In 2014, radiology practitioners are facing a rapidly-shifting professional landscape. New technology, changes in healthcare laws, as well as the advancement of coding protocols used for reimbursement have all had an impact on the way that radiologists work and bill for their services.
In 2014, radiology practitioners are facing a rapidly-shifting professional landscape. New technology, changes in healthcare laws, as well as the advancement of coding protocols used for reimbursement have all had an impact on the way that radiologists work and bill for their services. One of the most pressing radiology billing issues this year is the reimbursement changes to the technical component of imaging procedures, including many kinds of MRI and CT examinations.

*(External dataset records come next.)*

//! Display-side views of a resolved location: badges, search queries and
//! weather lookup keys. All of them come from one [`LocationView`] so a user
//! never shows up as traveling in one widget and at home in another.

use chrono::{DateTime, Utc};
use serde::Serialize;

use crate::bucket::{BucketKind, LocationBuckets, select_buckets};
use crate::clock::Clock;
use crate::current_user::CurrentUserProvider;
use crate::place::{city_of, normalize_place};
use crate::resolver::resolve_location;
use crate::types::{ResolvedLocation, TravelPlan, User, UserType};

#[derive(Debug, Clone, Copy, PartialEq, Eq, Serialize)]
#[serde(rename_all = "lowercase")]
pub enum BadgeKind {
    Traveling,
    Local,
    Business,
}

/// Status badge shown next to a user
#[derive(Debug, Clone, PartialEq, Eq, Serialize)]
pub struct LocationBadge {
    pub kind: BadgeKind,
    pub label: String,
}

/// Body for a location-scoped people search against the REST API
#[derive(Debug, Clone, PartialEq, Eq, Serialize)]
pub struct SearchQuery {
    pub location: String,
    pub bucket: BucketKind,
}

/// Everything the UI needs to show where a user is
#[derive(Debug, Clone, PartialEq, Eq, Serialize)]
#[serde(rename_all = "camelCase")]
pub struct LocationView {
    pub resolved: ResolvedLocation,
    pub buckets: LocationBuckets,
    pub badge: LocationBadge,
    pub weather_location: Option<String>,
}

impl LocationView {
    pub fn build(user: &User, plans: &[TravelPlan], now: DateTime<Utc>) -> Self {
        let resolved = resolve_location(user, plans, now);
        let buckets = select_buckets(user, &resolved);
        let badge = badge_for(user, &resolved, &buckets);
        let weather_location = Some(normalize_place(&buckets.here_now)).filter(|s| !s.is_empty());

        Self {
            resolved,
            buckets,
            badge,
            weather_location,
        }
    }

    /// View for whoever the provider says is signed in
    pub fn for_current_user(
        provider: &impl CurrentUserProvider,
        plans: &[TravelPlan],
        clock: &impl Clock,
    ) -> Option<Self> {
        let user = provider.current_user()?;
        Some(Self::build(user, plans, clock.now()))
    }

    pub fn search_query(&self, bucket: BucketKind) -> SearchQuery {
        SearchQuery {
            location: self.buckets.get(bucket).to_string(),
            bucket,
        }
    }
}

fn badge_for(user: &User, resolved: &ResolvedLocation, buckets: &LocationBuckets) -> LocationBadge {
    match user.user_type {
        UserType::Business => LocationBadge {
            kind: BadgeKind::Business,
            label: with_place("Business", &buckets.here_now),
        },
        UserType::Local | UserType::Traveler => match &resolved.travel_to {
            Some(dest) if resolved.is_traveling => LocationBadge {
                kind: BadgeKind::Traveling,
                label: with_place("Traveling", city_of(dest)),
            },
            _ => LocationBadge {
                kind: BadgeKind::Local,
                label: with_place("Local", &buckets.here_now),
            },
        },
    }
}

fn with_place(prefix: &str, place: &str) -> String {
    if place.is_empty() {
        prefix.to_string()
    } else {
        format!("{} in {}", prefix, place)
    }
}
//! HTTP surface for location resolution.

use std::sync::Arc;
use std::sync::atomic::{AtomicU64, Ordering};
use std::time::Instant;

use axum::{
    Router,
    extract::{
        Path, State,
        rejection::{JsonRejection, PathRejection},
    },
    http::StatusCode,
    response::{IntoResponse, Json, Response},
    routing::{get, post},
};
use serde::{Deserialize, Serialize};
use tower::ServiceBuilder;
use tower_http::{cors::CorsLayer, trace::TraceLayer};

use crate::clock::{Clock, SystemClock};
use crate::config::PollingIntervals;
use crate::dates::parse_instant;
use crate::presentation::LocationView;
use crate::store::{Store, TravelPlanStore, load_user_with_plans};
use crate::types::{PlanStatus, TravelPlan, User};

/// Application state shared across all requests
#[derive(Clone)]
pub struct AppState {
    store: Store,
    clock: Arc<dyn Clock>,
    polling: PollingIntervals,
    metrics: Arc<Metrics>,
}

impl AppState {
    pub fn new(store: Store, polling: PollingIntervals) -> Self {
        Self::with_clock(store, polling, Arc::new(SystemClock))
    }

    pub fn with_clock(store: Store, polling: PollingIntervals, clock: Arc<dyn Clock>) -> Self {
        Self {
            store,
            clock,
            polling,
            metrics: Arc::new(Metrics {
                total_requests: AtomicU64::new(0),
                requests_in_flight: AtomicU64::new(0),
                start_time: Instant::now(),
            }),
        }
    }
}

/// Server metrics
struct Metrics {
    total_requests: AtomicU64,
    requests_in_flight: AtomicU64,
    start_time: Instant,
}

impl Metrics {
    fn track(&self) -> RequestGuard<'_> {
        self.total_requests.fetch_add(1, Ordering::Relaxed);
        self.requests_in_flight.fetch_add(1, Ordering::Relaxed);
        RequestGuard(&self.requests_in_flight)
    }
}

/// RAII guard for tracking in-flight requests
struct RequestGuard<'a>(&'a AtomicU64);

impl<'a> Drop for RequestGuard<'a> {
    fn drop(&mut self) {
        self.0.fetch_sub(1, Ordering::Relaxed);
    }
}

/// Build the Axum application with routes and middleware
pub fn build_app(state: AppState) -> Router {
    Router::new()
        // Health check
        .route("/health", get(health_check))
        // API routes
        .route("/api/location/resolve", post(resolve))
        .route("/api/users/:user_id/location", get(user_location))
        .route("/api/users/:user_id/travel-plans", get(user_travel_plans))
        .route("/api/config/polling", get(polling_config))
        .route("/api/metrics", get(get_metrics))
        // Middleware
        .layer(
            ServiceBuilder::new()
                .layer(TraceLayer::new_for_http())
                .layer(CorsLayer::permissive()),
        )
        .with_state(state)
}

/// Health check endpoint
async fn health_check() -> Json<HealthResponse> {
    Json(HealthResponse {
        status: "healthy".to_string(),
        version: env!("CARGO_PKG_VERSION").to_string(),
    })
}

#[derive(Serialize)]
struct HealthResponse {
    status: String,
    version: String,
}

/// Resolve a user supplied in the request body
async fn resolve(
    State(state): State<AppState>,
    payload: Result<Json<ResolveRequest>, JsonRejection>,
) -> Result<Json<LocationResponse>, ApiError> {
    let _guard = state.metrics.track();
    let Json(request) = payload?;

    let now = match request.now.as_deref() {
        Some(raw) => parse_instant(raw)
            .ok_or_else(|| ApiError::BadRequest(format!("invalid 'now' timestamp: {}", raw)))?,
        None => state.clock.now(),
    };

    tracing::info!(
        "Resolving user {} against {} travel plans",
        request.user.id,
        request.travel_plans.len()
    );

    let view = LocationView::build(&request.user, &request.travel_plans, now);

    Ok(Json(LocationResponse {
        success: true,
        data: view,
    }))
}

#[derive(Deserialize)]
#[serde(rename_all = "camelCase")]
struct ResolveRequest {
    user: User,
    #[serde(default)]
    travel_plans: Vec<TravelPlan>,
    #[serde(default)]
    now: Option<String>,
}

#[derive(Serialize)]
struct LocationResponse {
    success: bool,
    data: LocationView,
}

/// Resolve a stored user
async fn user_location(
    State(state): State<AppState>,
    user_id: Result<Path<i64>, PathRejection>,
) -> Result<Json<LocationResponse>, ApiError> {
    let _guard = state.metrics.track();
    let Path(user_id) = user_id?;

    let (user, plans) = load_user_with_plans(&state.store, user_id)
        .await
        .map_err(|e| {
            tracing::error!("Failed to load user {}: {:#}", user_id, e);
            ApiError::InternalError(e.to_string())
        })?
        .ok_or_else(|| ApiError::NotFound(format!("user {} not found", user_id)))?;

    let view = LocationView::build(&user, &plans, state.clock.now());
    tracing::debug!(
        "User {} resolved to here_now='{}' traveling={}",
        user_id,
        view.buckets.here_now,
        view.resolved.is_traveling
    );

    Ok(Json(LocationResponse {
        success: true,
        data: view,
    }))
}

/// List a user's travel plans with their derived status
async fn user_travel_plans(
    State(state): State<AppState>,
    user_id: Result<Path<i64>, PathRejection>,
) -> Result<Json<PlansResponse>, ApiError> {
    let _guard = state.metrics.track();
    let Path(user_id) = user_id?;

    let plans = state.store.travel_plans(user_id).await.map_err(|e| {
        tracing::error!("Failed to load travel plans for user {}: {:#}", user_id, e);
        ApiError::InternalError(e.to_string())
    })?;

    let today = state.clock.today();
    let data = plans
        .into_iter()
        .map(|plan| PlanData {
            derived_status: plan.status_on(today),
            plan,
        })
        .collect();

    Ok(Json(PlansResponse {
        success: true,
        data,
    }))
}

#[derive(Serialize)]
struct PlansResponse {
    success: bool,
    data: Vec<PlanData>,
}

#[derive(Serialize)]
#[serde(rename_all = "camelCase")]
struct PlanData {
    #[serde(flatten)]
    plan: TravelPlan,
    derived_status: PlanStatus,
}

async fn polling_config(State(state): State<AppState>) -> Json<PollingIntervals> {
    Json(state.polling)
}

/// Get server metrics
async fn get_metrics(State(state): State<AppState>) -> Json<MetricsResponse> {
    Json(MetricsResponse {
        total_requests: state.metrics.total_requests.load(Ordering::Relaxed),
        requests_in_flight: state.metrics.requests_in_flight.load(Ordering::Relaxed),
        uptime_seconds: state.metrics.start_time.elapsed().as_secs(),
    })
}

#[derive(Serialize)]
struct MetricsResponse {
    total_requests: u64,
    requests_in_flight: u64,
    uptime_seconds: u64,
}

/// API error types
#[derive(Debug)]
pub enum ApiError {
    BadRequest(String),
    NotFound(String),
    InternalError(String),
}

impl From<JsonRejection> for ApiError {
    fn from(rejection: JsonRejection) -> Self {
        ApiError::BadRequest(rejection.body_text())
    }
}

impl From<PathRejection> for ApiError {
    fn from(rejection: PathRejection) -> Self {
        ApiError::BadRequest(rejection.body_text())
    }
}

impl IntoResponse for ApiError {
    fn into_response(self) -> Response {
        let (status, message) = match self {
            ApiError::BadRequest(msg) => (StatusCode::BAD_REQUEST, msg),
            ApiError::NotFound(msg) => (StatusCode::NOT_FOUND, msg),
            ApiError::InternalError(msg) => (StatusCode::INTERNAL_SERVER_ERROR, msg),
        };

        let body = Json(serde_json::json!({
            "success": false,
            "error": message
        }));

        (status, body).into_response()
    }
}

An Explanation Of Fee Changes In 2014
In response to factors including increased experience with payment protocols and an analysis of payment data from hospitals and other types of medical practices, the Centers for Medicare & Medicaid Services (CMS) released its 2014 hospital outpatient prospective payment system updates late last year. CMS also offers information about the changes to the reimbursement rate of specific Medicare services, in terms of the dollar amount as well as the percentage change. Unfortunately for radiology professionals, there was a decrease in many different kinds of imaging procedures that will have an economic impact on the field.
The Impact Of HOPPS Changes For 2014
In a letter to Marilyn Tavenner, administrator at CMS, the Radiology Business Management Association (RBMA) paints a grim picture of the changes to the Medicare fee schedule for 2014. RBMA board of directors president Wendy Lomers particularly criticizes CMS’ new 90% usage rate, a figure that is used to calculate reimbursement for the use of expensive imaging equipment. Generally speaking, as usage rates go up, reimbursement rates go down. Lomers writes that utilization rates for equipment used in advanced imaging like CT and MRI scans are closer to 60% and stresses that even in the busiest offices, “real world” issues like lunch breaks, unexpected office closures, and appointment no-shows make it nearly impossible for a 90% usage rate to be accurate.
In a separate letter to Marilyn Tavenner, Lomers comments on the decreased payment percentages for imaging and uses the numbers to show why they will cause profits from radiology billing to take a hit. A CT scan without contrast procedure, for example, will see a 27.1% decrease in payment rate for 2014. Several other types of imaging procedures are also seeing close to a 20% decrease in reimbursement.
Response From The Radiology Community
Besides the RBMA voicing their concerns, other organizations have also been outspoken about the negative effect on radiology billing that the 2014 CMS cuts will have. The American College of Radiology (ACR) published a similar letter to Marilyn Tavenner that explains the significant burden these cuts will place on smaller physician offices that do not have the same patient volume as larger hospitals. ACR President Harvey L. Neiman also points out that since 2006, CT and MR imaging services have seen 12 cuts in reimbursement rates.
In an article published in December 2013 on UBM’s Diagnostic Imaging site, Whitney L.J. Howell touches on another important area of the 2014 CMS cuts to radiology billing: the reduction of reimbursement for breast biopsy codes. Howell estimates a reduction of between 29 and 50% because of new bundling regulations that consolidate reimbursement billing for several types of imaging. Also affected are MRI and CT procedures to the brain and spine.